Another failed Free State farm is in the spotlight. This time, it’s the multimillion rand Diyatalawa Agri Village, which was once meant to be a “model” agricultural village. Now the farming infrastructure is seemingly a collection of dilapidated buildings and broken equipment.
Images from the village emerged this week when Free State DA leader Roy Jankielsohn published a press release on the state of the “Operation Hlasela flagship project by former Free State premier Ace Magashule”. In it he says that he learned during an oversight visit that the farm’s government-bought livestock had been sold or eaten, the orchards are abandoned and dead, and the once fully equipped dairy parlour sits empty.
Owned by the Diyatalawa Community Property Association (CPA), the farm covers just over 2 000 hectares of land between Harrismith and Kestell.
According to the provincial department of agriculture and rural development, most of the beneficiaries arrived on the property in 1987 as farmworkers. After the owner had been liquidated in 2000, the village was established in a collaborative effort between different government departments, on an 82-hectare section of the land.
While some people still live in the 50 specially built houses, and the school and crèche are still functional, Jankielsohn believes that hopes of earning a living from farming have all but vanished for the impoverished residents.
This, after between R80 million and R150 million had been spent and the initial support they received from the then department of rural development and land reform included:
- a dairy parlour;
- about 60 dairy cows bought from the Agricultural Research Council (ARC);
- a bull;
- an artificial insemination kit and concentrates;
- 190 beef cattle;
- 100 hectares of planted lucerne;
- a pivoting irrigation system; and
- 400 hectares of planted summer crops.
A divided community
Thembeni Nxangisa, MEC for agriculture and rural development in the province, confirms that no milking or planting is currently done on the farm. He tells Food For Mzansi that it was infighting and group dynamics that have affected the farm negatively and retarded progress.
He says the conflict between beneficiaries became so bad at some stage that beneficiaries asked the department to stop financial support until they could resolve their differences.

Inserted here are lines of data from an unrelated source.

//! Integration Tests for the Fetch Controller
//!
//! Runs the controller over `ReqwestTransport` against a local axum server.

use std::sync::atomic::{AtomicUsize, Ordering};
use std::sync::Arc;
use std::time::Duration;

use axum::{
    extract::{Path, State},
    http::{HeaderMap, StatusCode},
    routing::{get, post},
    Json, Router,
};
use chrono::Utc;
use fetch_cache::{
    CacheBackend, CacheEntry, ErrorInfo, FetchConfig, FetchController, FetchRequest,
    MemoryCache, ReqwestTransport,
};
use reqwest::Method;
use serde::Deserialize;
use serde_json::{json, Value};

#[derive(Debug, Clone, PartialEq, Deserialize)]
struct User {
    id: u32,
    name: String,
}

// == Test Server ==

#[derive(Clone, Default)]
struct Hits {
    users: Arc<AtomicUsize>,
    flaky: Arc<AtomicUsize>,
    broken: Arc<AtomicUsize>,
    rejected: Arc<AtomicUsize>,
    slow: Arc<AtomicUsize>,
}

async fn user_handler(State(hits): State<Hits>, Path(id): Path<u32>) -> Json<Value> {
    hits.users.fetch_add(1, Ordering::SeqCst);
    Json(json!({"id": id, "name": format!("user-{}", id)}))
}

async fn flaky_handler(State(hits): State<Hits>) -> (StatusCode, Json<Value>) {
    let seen = hits.flaky.fetch_add(1, Ordering::SeqCst);
    if seen < 2 {
        (
            StatusCode::SERVICE_UNAVAILABLE,
            Json(json!({
                "statusCode": 503,
                "message": "warming up",
                "error": "Service Unavailable"
            })),
        )
    } else {
        (StatusCode::OK, Json(json!({"id": 7, "name": "flaky"})))
    }
}

async fn broken_handler(State(hits): State<Hits>) -> (StatusCode, Json<Value>) {
    hits.broken.fetch_add(1, Ordering::SeqCst);
    (
        StatusCode::INTERNAL_SERVER_ERROR,
        Json(json!({
            "statusCode": 500,
            "message": "database unavailable",
            "error": "Internal Server Error"
        })),
    )
}

// 200 on the wire, failure in the body
async fn rejected_handler(State(hits): State<Hits>) -> Json<Value> {
    hits.rejected.fetch_add(1, Ordering::SeqCst);
    Json(json!({
        "statusCode": 400,
        "message": "quota exceeded",
        "error": "Bad Request"
    }))
}

async fn slow_handler(State(hits): State<Hits>) -> Json<Value> {
    hits.slow.fetch_add(1, Ordering::SeqCst);
    tokio::time::sleep(Duration::from_millis(300)).await;
    Json(json!({"id": 99, "name": "slow"}))
}

async fn echo_handler(headers: HeaderMap, Json(body): Json<Value>) -> Json<Value> {
    let name = headers
        .get("x-user-name")
        .and_then(|v| v.to_str().ok())
        .unwrap_or("anonymous");
    Json(json!({"id": body["id"], "name": name}))
}

async fn spawn_server() -> (String, Hits) {
    let hits = Hits::default();
    let app = Router::new()
        .route("/users/:id", get(user_handler))
        .route("/flaky", get(flaky_handler))
        .route("/broken", get(broken_handler))
        .route("/rejected", get(rejected_handler))
        .route("/slow", get(slow_handler))
        .route("/echo", post(echo_handler))
        .with_state(hits.clone());

    let listener = tokio::net::TcpListener::bind("127.0.0.1:0").await.unwrap();
    let addr = listener.local_addr().unwrap();
    tokio::spawn(async move {
        axum::serve(listener, app).await.unwrap();
    });

    (format!("http://{}", addr), hits)
}

// == Helper Functions ==

fn test_config() -> FetchConfig {
    FetchConfig::default().with_retry_interval(Duration::from_millis(20))
}

fn build(
    request: impl Into<FetchRequest>,
    config: FetchConfig,
    cache: Arc<MemoryCache>,
) -> FetchController<User> {
    FetchController::builder(request)
        .config(config)
        .cache(cache)
        .transport(Arc::new(ReqwestTransport::new()))
        .build()
        .unwrap()
}

// == Cache Behaviour ==

#[tokio::test]
async fn test_fresh_cache_answers_without_network() {
    let (base, hits) = spawn_server().await;
    let cache = Arc::new(MemoryCache::new(16));
    let url = format!("{}/users/1", base);

    let first = build(url.as_str(), test_config(), cache.clone());
    let state = first.settled().await;
    assert_eq!(state.data().unwrap().name, "user-1");

    // A second controller sharing the cache reuses the response
    let second = build(url.as_str(), test_config(), cache.clone());
    let cached = second.settled().await;
    assert_eq!(cached.response, state.response);

    // Repeated cache-aware refetches are identical and free
    for _ in 0..3 {
        second.refetch(true);
        assert_eq!(second.settled().await.response, state.response);
    }
    assert_eq!(hits.users.load(Ordering::SeqCst), 1);
}

#[tokio::test]
async fn test_stale_entry_triggers_network() {
    let (base, hits) = spawn_server().await;
    let cache = Arc::new(MemoryCache::new(16));
    let url = format!("{}/users/2", base);

    let old = Utc::now() - chrono::Duration::minutes(15);
    cache
        .write(
            &url,
            CacheEntry::with_stored_at(json!({"id": 2, "name": "outdated"}), old),
        )
        .await
        .unwrap();

    let ctrl = build(url.as_str(), test_config(), cache.clone());
    let state = ctrl.settled().await;

    assert_eq!(state.data().unwrap().name, "user-2");
    assert_eq!(hits.users.load(Ordering::SeqCst), 1);

    // Write-through replaced the stale entry
    let entry = cache.read(&url).await.unwrap().unwrap();
    assert_eq!(entry.body["name"], "user-2");
    assert!(entry.is_fresh(Duration::from_secs(60)));
}

#[tokio::test]
async fn test_refetch_without_cache_hits_network() {
    let (base, hits) = spawn_server().await;
    let cache = Arc::new(MemoryCache::new(16));
    let ctrl = build(format!("{}/users/3", base), test_config(), cache);
    ctrl.settled().await;

    ctrl.refetch(false);
    ctrl.settled().await;
    assert_eq!(hits.users.load(Ordering::SeqCst), 2);

    ctrl.refetch(true);
    ctrl.settled().await;
    assert_eq!(hits.users.load(Ordering::SeqCst), 2);
}

// == Retry Behaviour ==

#[tokio::test]
async fn test_transient_failures_are_retried() {
    let (base, hits) = spawn_server().await;
    let ctrl = build(
        format!("{}/flaky", base),
        test_config(),
        Arc::new(MemoryCache::new(16)),
    );

    let state = ctrl.settled().await;
    assert_eq!(state.data().unwrap().name, "flaky");
    assert!(state.error.is_none());
    assert_eq!(hits.flaky.load(Ordering::SeqCst), 3);
}

#[tokio::test]
async fn test_persistent_failure_stops_at_max_retries() {
    let (base, hits) = spawn_server().await;
    let cache = Arc::new(MemoryCache::new(16));
    let url = format!("{}/broken", base);
    let ctrl = build(url.as_str(), test_config(), cache.clone());

    let state = ctrl.settled().await;
    assert!(state.response.is_none());
    assert_eq!(
        state.error,
        Some(ErrorInfo::new(
            "database unavailable",
            500,
            "Internal Server Error"
        ))
    );
    assert_eq!(hits.broken.load(Ordering::SeqCst), 3);
    assert!(cache.read(&url).await.unwrap().is_none());
}

#[tokio::test]
async fn test_application_error_body_is_retried() {
    let (base, hits) = spawn_server().await;
    let config = test_config().with_max_retries(2);
    let ctrl = build(
        format!("{}/rejected", base),
        config,
        Arc::new(MemoryCache::new(16)),
    );

    let state = ctrl.settled().await;
    assert_eq!(
        state.error,
        Some(ErrorInfo::new("quota exceeded", 400, "Bad Request"))
    );
    assert_eq!(hits.rejected.load(Ordering::SeqCst), 2);
}

// == Cancellation & Supersession ==

#[tokio::test]
async fn test_abort_during_request() {
    let (base, _hits) = spawn_server().await;
    let ctrl = build(
        format!("{}/slow", base),
        test_config(),
        Arc::new(MemoryCache::new(16)),
    );

    tokio::time::sleep(Duration::from_millis(50)).await;
    ctrl.abort();

    let state = ctrl.settled().await;
    assert_eq!(state.error, Some(ErrorInfo::aborted()));
    assert_eq!(state.error.unwrap().status_code, -1);
}

#[tokio::test]
async fn test_abort_during_retry_delay() {
    let (base, hits) = spawn_server().await;
    let config = test_config().with_retry_interval(Duration::from_secs(30));
    let ctrl = build(
        format!("{}/broken", base),
        config,
        Arc::new(MemoryCache::new(16)),
    );

    tokio::time::sleep(Duration::from_millis(100)).await;
    ctrl.abort();

    let state = tokio::time::timeout(Duration::from_secs(5), ctrl.settled())
        .await
        .expect("abort should cut the retry delay short");
    assert_eq!(state.error, Some(ErrorInfo::aborted()));
    assert_eq!(hits.broken.load(Ordering::SeqCst), 1);
}

#[tokio::test]
async fn test_identity_change_supersedes_slow_request() {
    let (base, _hits) = spawn_server().await;
    let cache = Arc::new(MemoryCache::new(16));
    let slow_url = format!("{}/slow", base);
    let ctrl = build(slow_url.as_str(), test_config(), cache.clone());

    tokio::time::sleep(Duration::from_millis(50)).await;
    ctrl.set_request(format!("{}/users/5", base));

    let state = ctrl.settled().await;
    assert_eq!(state.data().unwrap().name, "user-5");

    // Give the superseded request time to finish on the server
    tokio::time::sleep(Duration::from_millis(400)).await;
    assert_eq!(ctrl.state().data().unwrap().name, "user-5");
    assert!(cache.read(&slow_url).await.unwrap().is_none());
}

// == Request Passthrough ==

#[tokio::test]
async fn test_method_headers_and_body_pass_through() {
    let (base, _hits) = spawn_server().await;
    let mut request = FetchRequest::get(format!("{}/echo", base));
    request.method = Method::POST;
    request
        .headers
        .push(("x-user-name".to_string(), "grace".to_string()));
    request.body = Some(json!({"id": 12}));

    let ctrl = build(request, test_config(), Arc::new(MemoryCache::new(16)));

    let state = ctrl.settled().await;
    assert_eq!(
        state.data(),
        Some(&User {
            id: 12,
            name: "grace".to_string()
        })
    );
}

#[tokio::test]
async fn test_connection_refused_surfaces_network_error() {
    // Bind then drop to get a port nothing listens on
    let listener = tokio::net::TcpListener::bind("127.0.0.1:0").await.unwrap();
    let addr = listener.local_addr().unwrap();
    drop(listener);

    let ctrl = build(
        format!("http://{}/users/1", addr),
        test_config().with_max_retries(2),
        Arc::new(MemoryCache::new(16)),
    );

    let state = ctrl.settled().await;
    let error = state.error.unwrap();
    assert_eq!(error.status_code, 0);
    assert_eq!(error.error, "Network Error");
}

“Most of the times conflict arises between people who have a passion for farming and those who don’t but want to benefit when dividends are given out. Consequently, some would not agree on the dividends paid out and others would want more [than the farm actually makes], which affects the farm.”
Even though the farm did yield a harvest in the first year, farming activities have dwindled over the years. The project has suffered from vandalism, theft, high electricity bills, veld fires, drought and frost. An apple orchard, which was established on the farm with government help, was destroyed by veld fires. It was revitalised, again with government help, but again damaged by drought and late frost.

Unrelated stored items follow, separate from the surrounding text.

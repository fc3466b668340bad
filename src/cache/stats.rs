//! Cache Statistics Module
//!
//! Read and write counters for a cache backend.

use serde::Serialize;

// == Cache Stats ==
/// Counters collected by `MemoryCache`.
///
/// A hit means an entry existed for the key; freshness is judged by the
/// caller and does not affect these numbers.
#[derive(Debug, Clone, Default, PartialEq, Serialize)]
pub struct CacheStats {
    /// Reads that found an entry
    pub hits: u64,
    /// Reads that found nothing
    pub misses: u64,
    /// Successful writes
    pub writes: u64,
    /// Entries dropped to stay under capacity
    pub evictions: u64,
    /// Current number of entries
    pub total_entries: usize,
}

impl CacheStats {
    pub fn new() -> Self {
        Self::default()
    }

    // == Hit Rate ==
    /// hits / (hits + misses), or 0.0 before the first read.
    pub fn hit_rate(&self) -> f64 {
        let reads = self.hits + self.misses;
        if reads == 0 {
            0.0
        } else {
            self.hits as f64 / reads as f64
        }
    }

    pub fn record_read(&mut self, hit: bool) {
        if hit {
            self.hits += 1;
        } else {
            self.misses += 1;
        }
    }

    pub fn record_write(&mut self) {
        self.writes += 1;
    }

    pub fn record_eviction(&mut self) {
        self.evictions += 1;
    }

    pub fn set_total_entries(&mut self, count: usize) {
        self.total_entries = count;
    }
}
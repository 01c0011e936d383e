use std::borrow::Cow;

use http::{HeaderMap, HeaderValue};
use regex::Regex;

/// Replaces word-bounded occurrences of one hostname with another.
///
/// A candidate is skipped when the character right before it is `.` or `-`,
/// so `sub.example.com` and `my-example.com` are never treated as
/// `example.com`. The same rewriter is used in both directions: client
/// hostname to upstream on requests, upstream back to client on responses.
#[derive(Debug, Clone)]
pub struct HostRewriter {
    from: String,
    to: String,
    pattern: Regex,
}

impl HostRewriter {
    /// Rewrites every standalone occurrence of `from`.
    pub fn new(from: &str, to: &str) -> Result<Self, regex::Error> {
        Self::build(from, to, None)
    }

    /// Rewrites `from` only where it is immediately followed by a match of
    /// `suffix_pattern`. The suffix itself is kept verbatim.
    pub fn scoped(from: &str, to: &str, suffix_pattern: &str) -> Result<Self, regex::Error> {
        Self::build(from, to, Some(suffix_pattern))
    }

    fn build(from: &str, to: &str, suffix_pattern: Option<&str>) -> Result<Self, regex::Error> {
        // ASCII word boundaries: a non-ASCII letter next to the host does not join it.
        let host = format!(r"(?-u:\b){}(?-u:\b)", regex::escape(from));
        let pattern = match suffix_pattern {
            Some(suffix) => Regex::new(&format!("{host}(?:{suffix})"))?,
            None => Regex::new(&host)?,
        };
        Ok(Self {
            from: from.to_string(),
            to: to.to_string(),
            pattern,
        })
    }

    pub fn rewrite<'a>(&self, text: &'a str) -> Cow<'a, str> {
        if self.from.is_empty() || !text.contains(self.from.as_str()) {
            return Cow::Borrowed(text);
        }

        let mut out = String::new();
        let mut copied_up_to = 0;
        let mut search_from = 0;

        while search_from <= text.len() {
            let Some(m) = self.pattern.find_at(text, search_from) else {
                break;
            };
            if is_label_continuation(&text[..m.start()]) {
                // Behave like a lookbehind: retry one character further on.
                search_from = m.start()
                    + text[m.start()..]
                        .chars()
                        .next()
                        .map_or(1, char::len_utf8);
                continue;
            }
            out.push_str(&text[copied_up_to..m.start()]);
            out.push_str(&self.to);
            copied_up_to = m.start() + self.from.len();
            search_from = m.end();
        }

        if copied_up_to == 0 {
            return Cow::Borrowed(text);
        }
        out.push_str(&text[copied_up_to..]);
        Cow::Owned(out)
    }

    /// Returns a fresh map with every textual value rewritten. Repeated
    /// headers keep all of their values; non-UTF-8 values are copied as-is.
    pub fn rewrite_headers(&self, headers: &HeaderMap) -> HeaderMap {
        let mut rewritten = HeaderMap::with_capacity(headers.len());
        for (name, value) in headers {
            rewritten.append(name.clone(), self.rewrite_value(value));
        }
        rewritten
    }

    fn rewrite_value(&self, value: &HeaderValue) -> HeaderValue {
        let Ok(text) = value.to_str() else {
            return value.clone();
        };
        match self.rewrite(text) {
            Cow::Borrowed(_) => value.clone(),
            Cow::Owned(new_text) => HeaderValue::from_str(&new_text).unwrap_or_else(|_| {
                tracing::debug!(value = %new_text, "Rewritten header value is not valid, keeping original");
                value.clone()
            }),
        }
    }
}

fn is_label_continuation(before: &str) -> bool {
    matches!(before.chars().next_back(), Some('.') | Some('-'))
}
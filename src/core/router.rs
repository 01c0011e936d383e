use crate::config::{RouteOverride, UpstreamConfig};

/// Picks the upstream hostname for a request path.
#[derive(Debug, Clone)]
pub struct UpstreamRouter {
    overrides: Vec<RouteOverride>,
    default_hostname: Option<String>,
}

impl UpstreamRouter {
    pub fn new(overrides: Vec<RouteOverride>, default_hostname: impl Into<String>) -> Self {
        let default_hostname = default_hostname.into();
        Self {
            overrides,
            default_hostname: (!default_hostname.is_empty()).then_some(default_hostname),
        }
    }

    pub fn from_config(config: &UpstreamConfig) -> Self {
        Self::new(config.routes.clone(), config.hostname.clone())
    }

    /// First override whose fragment occurs in `path` wins; otherwise the
    /// default. `None` when neither applies.
    pub fn resolve(&self, path: &str) -> Option<&str> {
        self.overrides
            .iter()
            .find(|route| path.contains(&route.path_contains))
            .map(|route| route.hostname.as_str())
            .or(self.default_hostname.as_deref())
    }
}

The beneficiaries later decided to sublease 508 hectares to a commercial farmer. They shared the R300 000 that was paid to them among themselves, the MEC says.
Government did intervene
Nxangisa tells Food For Mzansi that initial support included training. “When we award beneficiaries projects (like this one), we normally provide them with training on financial management and farming but not necessarily formal training. You’d know that in terms of their background they’ve been farming. It’s just to professionalise them. We also create a market for them to trade. We also assign extension officers to them, who act as mentors to them.”
After that, the department plays a background role which, the MEC says, allows the beneficiaries to run the farm as they deem fit. “We want them to be self-reliant and be able to make decisions on their own. They take charge of the farm because it’s their project.”

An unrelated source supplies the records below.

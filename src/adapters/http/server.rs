use std::convert::Infallible;
use std::net::SocketAddr;
use std::sync::{Arc, RwLock};
use std::time::Duration;

use anyhow::{Context, Result, anyhow};
use axum::body::Body as AxumBody;
use axum::routing::get;
use axum::{
    Router,
    http::Request,
    response::{IntoResponse, Response as AxumResponse},
};
use axum_server::tls_rustls::RustlsConfig;
use hyper::StatusCode;
use metrics_exporter_prometheus::PrometheusHandle;
use rustls::pki_types::{CertificateDer, PrivateKeyDer};
use tokio::net::TcpListener;
use tower_http::trace::TraceLayer;

use crate::adapters::http_handler::MirrorHandler;
use crate::config::models::{ServerConfig, TlsConfig};
use crate::core::ProxyService;
use crate::ports::http_client::HttpClient;
use crate::ports::http_server::{HttpHandler, HttpServer, ServerRunFuture};

const SHUTDOWN_GRACE_PERIOD: Duration = Duration::from_secs(30);

/// The listening side. Listen address, TLS and the metrics route are fixed
/// at startup; everything the handler uses is swapped through the holder.
pub struct HyperServer {
    proxy_service_holder: Arc<RwLock<Arc<ProxyService>>>,
    http_client: Arc<dyn HttpClient>,
    config: Arc<ServerConfig>,
    metrics_handle: Option<PrometheusHandle>,
}

impl HyperServer {
    pub fn with_dependencies(
        proxy_service_holder: Arc<RwLock<Arc<ProxyService>>>,
        http_client: Arc<dyn HttpClient>,
        config: Arc<ServerConfig>,
        metrics_handle: Option<PrometheusHandle>,
    ) -> Self {
        Self {
            proxy_service_holder,
            http_client,
            config,
            metrics_handle,
        }
    }

    fn build_app(&self) -> Router {
        let handler = MirrorHandler::new(
            self.proxy_service_holder.clone(),
            self.http_client.clone(),
        );

        let mut router = Router::new();
        if let Some(handle) = self.metrics_handle.clone() {
            tracing::info!("Serving metrics on {}", self.config.metrics.path);
            router = router.route(
                &self.config.metrics.path,
                get(move || std::future::ready(handle.render())),
            );
        }

        router
            .fallback(move |req: Request<AxumBody>| handle_request(handler.clone(), req))
            .layer(TraceLayer::new_for_http())
    }

    async fn serve(&self) -> Result<()> {
        let app = self.build_app();
        let addr: SocketAddr = self
            .config
            .listen_addr
            .parse()
            .with_context(|| format!("Invalid listen address: {}", self.config.listen_addr))?;

        if let Some(tls_config) = &self.config.tls {
            tracing::info!("Starting server with TLS on {}", addr);
            let tls_acceptor = load_rustls_config(tls_config).await?;

            let handle = axum_server::Handle::new();
            let shutdown_handle = handle.clone();
            tokio::spawn(async move {
                shutdown_signal().await;
                shutdown_handle.graceful_shutdown(Some(SHUTDOWN_GRACE_PERIOD));
            });

            axum_server::bind_rustls(addr, tls_acceptor)
                .handle(handle)
                .serve(app.into_make_service())
                .await
                .map_err(|e| anyhow!("TLS Server error: {}", e))?;
        } else {
            tracing::info!("Starting server without TLS on {}", addr);
            let listener = TcpListener::bind(addr)
                .await
                .with_context(|| format!("Failed to bind to address: {}", addr))?;

            axum::serve(listener, app.into_make_service())
                .with_graceful_shutdown(shutdown_signal())
                .await
                .map_err(|e| anyhow!("HTTP Server error: {}", e))?;
        }

        tracing::info!("Server stopped");
        Ok(())
    }
}

impl HttpServer for HyperServer {
    fn run<'a>(&'a self) -> ServerRunFuture<'a> {
        Box::pin(self.serve())
    }
}

async fn load_rustls_config(tls_config: &TlsConfig) -> Result<RustlsConfig> {
    let cert_path = &tls_config.cert_path;
    let key_path = &tls_config.key_path;
    let cert_data = tokio::fs::read(cert_path)
        .await
        .with_context(|| format!("Failed to read certificate file: {}", cert_path))?;
    let key_data = tokio::fs::read(key_path)
        .await
        .with_context(|| format!("Failed to read key file: {}", key_path))?;
    let cert_chain: Vec<CertificateDer<'static>> =
        rustls_pemfile::certs(&mut cert_data.as_slice())
            .collect::<Result<_, _>>()
            .context("Failed to parse certificate PEM")?;
    let key_der: PrivateKeyDer<'static> = rustls_pemfile::private_key(&mut key_data.as_slice())
        .with_context(|| format!("Failed to parse private key file: {}", key_path))?
        .ok_or_else(|| anyhow!("No private key found in {}", key_path))?;

    // The crypto provider is installed once in main.
    let server_config = rustls::ServerConfig::builder()
        .with_no_client_auth()
        .with_single_cert(cert_chain, key_der)
        .context("Failed to create TLS server config")?;

    Ok(RustlsConfig::from_config(Arc::new(server_config)))
}

async fn shutdown_signal() {
    let ctrl_c = async {
        if let Err(err) = tokio::signal::ctrl_c().await {
            tracing::error!("Failed to listen for Ctrl+C: {}", err);
            std::future::pending::<()>().await;
        }
    };

    #[cfg(unix)]
    let terminate = async {
        match tokio::signal::unix::signal(tokio::signal::unix::SignalKind::terminate()) {
            Ok(mut signal) => {
                signal.recv().await;
            }
            Err(err) => {
                tracing::error!("Failed to listen for SIGTERM: {}", err);
                std::future::pending::<()>().await;
            }
        }
    };

    #[cfg(not(unix))]
    let terminate = std::future::pending::<()>();

    tokio::select! {
        _ = ctrl_c => {},
        _ = terminate => {},
    }
    tracing::info!("Shutdown signal received, draining connections...");
}

/// The single failure boundary: the handler has already logged the error, the
/// client only learns that something went wrong.
async fn handle_request(
    handler: MirrorHandler,
    req: Request<AxumBody>,
) -> Result<AxumResponse, Infallible> {
    match handler.handle_request(req).await {
        Ok(response) => Ok(response),
        Err(_) => Ok((StatusCode::INTERNAL_SERVER_ERROR, "Internal Server Error").into_response()),
    }
}

#[cfg(test)]
mod tests {
    use super::*;
    use crate::core::DecoyPage;
    use crate::ports::http_client::{HttpClientError, HttpResponseFuture};
    use http_body_util::BodyExt;
    use metrics_exporter_prometheus::PrometheusBuilder;
    use std::sync::Mutex;
    use tower::ServiceExt;
    use tracing::field::{Field, Visit};
    use tracing_subscriber::layer::{Context, SubscriberExt};
    use tracing_subscriber::Layer;

    /// Collects the message of every event emitted while installed.
    #[derive(Clone, Default)]
    struct CapturedMessages(Arc<Mutex<Vec<String>>>);

    impl CapturedMessages {
        fn count(&self, message: &str) -> usize {
            self.0.lock().unwrap().iter().filter(|m| *m == message).count()
        }
    }

    struct MessageVisitor(Option<String>);

    impl Visit for MessageVisitor {
        fn record_debug(&mut self, field: &Field, value: &dyn std::fmt::Debug) {
            if field.name() == "message" {
                self.0 = Some(format!("{value:?}"));
            }
        }
    }

    impl<S: tracing::Subscriber> Layer<S> for CapturedMessages {
        fn on_event(&self, event: &tracing::Event<'_>, _ctx: Context<'_, S>) {
            let mut visitor = MessageVisitor(None);
            event.record(&mut visitor);
            if let Some(message) = visitor.0 {
                self.0.lock().unwrap().push(message);
            }
        }
    }

    struct FailingClient;

    impl HttpClient for FailingClient {
        fn send_request<'a>(&'a self, _req: Request<AxumBody>) -> HttpResponseFuture<'a> {
            Box::pin(async {
                Err(HttpClientError::ConnectionError(
                    "dns error: registry-1.docker.io".to_string(),
                ))
            })
        }
    }

    fn server(config: ServerConfig, metrics_handle: Option<PrometheusHandle>) -> HyperServer {
        let service = ProxyService::new(&config, DecoyPage::builtin()).unwrap();
        HyperServer::with_dependencies(
            Arc::new(RwLock::new(Arc::new(service))),
            Arc::new(FailingClient),
            Arc::new(config),
            metrics_handle,
        )
    }

    fn request(path: &str) -> Request<AxumBody> {
        Request::builder()
            .uri(path)
            .header(hyper::header::HOST, "mirror.example.com")
            .body(AxumBody::empty())
            .unwrap()
    }

    #[tokio::test]
    async fn test_upstream_failure_becomes_generic_500() {
        let messages = CapturedMessages::default();
        let _guard =
            tracing::subscriber::set_default(tracing_subscriber::registry().with(messages.clone()));
        let app = server(ServerConfig::default(), None).build_app();

        let response = app.oneshot(request("/v2/")).await.unwrap();
        assert_eq!(response.status(), StatusCode::INTERNAL_SERVER_ERROR);
        let body = response.into_body().collect().await.unwrap().to_bytes();
        assert_eq!(&body[..], b"Internal Server Error");
        assert_eq!(messages.count("Fetch error"), 1);
    }

    #[tokio::test]
    async fn test_metrics_route_only_when_enabled() {
        let mut config = ServerConfig::default();
        config.metrics.enabled = true;
        let handle = PrometheusBuilder::new().build_recorder().handle();
        let app = server(config, Some(handle)).build_app();

        let response = app.oneshot(request("/-/metrics")).await.unwrap();
        assert_eq!(response.status(), StatusCode::OK);

        // Without a handle the path falls through to the mirror.
        let app = server(ServerConfig::default(), None).build_app();
        let response = app.oneshot(request("/-/metrics")).await.unwrap();
        assert_eq!(response.status(), StatusCode::INTERNAL_SERVER_ERROR);
    }
}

More recently, the department has intervened to help beneficiaries find solutions to their issues.
“Every time they agree on something, but when [officials] leave the farm, [the beneficiaries] revert back to their initial position where they don’t agree with each other.”
Currently the beneficiaries are farming individually and not as a group, as was intended in the beginning, Nxangisa says. He believes it is better this way for subsistence purposes. “However, we know that the farm can make more money and be a commercial farm if these guys put their heads together.”
What’s going to happen now?
Nxangisa says the suggested way forward is that beneficiaries be appointed a strategic partner; a seasoned and successful farmer who can occupy a portion of the farm but also ensure that the farm becomes productive.
When asked why a strategic partner was not assigned in the first place, Nxangisa says, “In the beginning the belief was that, because these guys worked on farms themselves for a very long time, they were conversant with the farming business.”
Although officials now feel that this is the best solution, the decision to do so remains with the CPA.
“We are impressing onto them that there’s been a huge investment into this project and that tax payer money has been spent. They need to find a way to work together and make it work.
“We are trying to bring them together so that they can see the bigger picture: their descendants need to inherit that and it must be a source of income for many generations.”
Money into a bottomless pit
Nxangisa tells Food For Mzansi that, going forward, they plan to do things better. Currently, legislation is not adjusted to the issues with CPA decision making. He says his office will suggest that strategic partners be appointed to CPA beneficiaries up to the point where they can run operate commercially on their own.
“It’s like putting money into a bottomless pit. We can’t afford that. We need to create jobs and bring people out of poverty. We can’t be putting money into a project that is not functioning. We can’t apply a strategy that is not working and do not have returns. It would mean that we are irresponsible.”